DESCRIPTION (provided by applicant): Recent animal studies and clinical trials using bioartificial liver devices have shown great promise for the treatment for acute liver failure, and are providing valuable information on the problems and limitations of current ''1st generation" liver assist devices. It is becoming clearer every day, however, that more basic information of the effect of environmental parameters on hepatocellular function, as well as host-bioartificial liver interactions, is necessary before the concept of bioartificial liver becomes a reality available at reasonable cost. Our long-term objective is to help development of 2nd and 3rd generation devices, which are expected to be significantly more effective than currently available devices.

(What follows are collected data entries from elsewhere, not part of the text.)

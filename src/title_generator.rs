//! Session title generation
//!
//! Asks the completion service for a short, meaningful title based on the
//! first user message. The truncated title stays in place if this fails.

use crate::llm::{LlmMessage, LlmRequest};
use crate::runtime::CompletionClient;
use std::time::Duration;
use tokio::time::timeout;

const TITLE_PROMPT: &str = r#"Generate a very short (3-6 words) title for a tutoring session that starts with the student message below. Output only the title, no quotes or trailing punctuation. Examples:
- "Can you explain how photosynthesis works?" -> How Photosynthesis Works
- "I need help with my essay on the French Revolution" -> French Revolution Essay Help
- "What's the difference between mitosis and meiosis" -> Mitosis Versus Meiosis

Student message:"#;

const TITLE_TIMEOUT: Duration = Duration::from_secs(5);
const MAX_PROMPT_CHARS: usize = 500;
const MAX_TITLE_CHARS: usize = 60;

/// Generate a title for a session from its first message.
///
/// Returns None on timeout, service error or an empty reply.
pub async fn generate_title<C>(message_text: &str, client: &C) -> Option<String>
where
    C: CompletionClient + ?Sized,
{
    let truncated: String = if message_text.chars().count() > MAX_PROMPT_CHARS {
        let head: String = message_text.chars().take(MAX_PROMPT_CHARS).collect();
        format!("{head}...")
    } else {
        message_text.to_string()
    };

    let request = LlmRequest {
        system: String::new(),
        messages: vec![LlmMessage::user(format!("{TITLE_PROMPT}\n{truncated}"))],
        max_tokens: Some(50),
    };

    match timeout(TITLE_TIMEOUT, client.complete(&request)).await {
        Ok(Ok(response)) => {
            let title = sanitize_title(&response.text);
            if title.is_empty() {
                None
            } else {
                Some(title)
            }
        }
        Ok(Err(e)) => {
            tracing::warn!(error = %e.message, kind = ?e.kind, "Title generation failed");
            None
        }
        Err(_) => {
            tracing::warn!("Title generation timed out");
            None
        }
    }
}

/// First line of the reply, unquoted, single-spaced and cut at a word boundary
fn sanitize_title(raw: &str) -> String {
    let first_line = raw.trim().lines().next().unwrap_or_default();
    let unquoted = first_line
        .trim()
        .trim_matches(|c| matches!(c, '"' | '\'' | '`' | '*'))
        .trim_end_matches(|c| matches!(c, '.' | '!' | ':'));
    let spaced = unquoted.split_whitespace().collect::<Vec<_>>().join(" ");

    if spaced.chars().count() <= MAX_TITLE_CHARS {
        return spaced;
    }

    let cut: String = spaced.chars().take(MAX_TITLE_CHARS).collect();
    match cut.rsplit_once(' ') {
        Some((head, _)) => head.to_string(),
        None => cut,
    }
}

In order to reach this goal, we require a better understanding of many critically important questions including: What is the minimum cell mass to support a patient? How long and well do hepatocytes function during plasma exposure? What are the most critical functions for patient survival? What is the impact of bioartificial liver treatment on the immune system and on subsequent liver transplantation? Answers to these questions will often not be obtainable using off-the-shelf tools, and will require the development of new experimental systems. Our main hypothesis is that there is a finite number of hepatic functions which are most critical for patient survival, that it is possible to significantly upregulate them in hepatocyte cultures (both at the single cell level and at the level of tissue), and as a result, reduce the cell mass required in the bioartificial liver. The specific aims are: (1) To use metabolic and genetic engineering approaches to enhance the performance of hepatocyte cultures in plasma; (2) To optimize the oxygenation and geometric configuration of hepatocyte co-cultures for plasma detoxification; (3) To investigate patient-bioartificial liver interactions and characterize the immunological response to extracorporeal perfusion with allo- and xenogeneic cells. These studies will provide the basic knowledge and technologies enabling us to develop the next generation of liver assist devices and speed up the translation of this promising modality to the bedside. The proposed studies will also provide basic tools useful in the development of other engineered tissues and organs.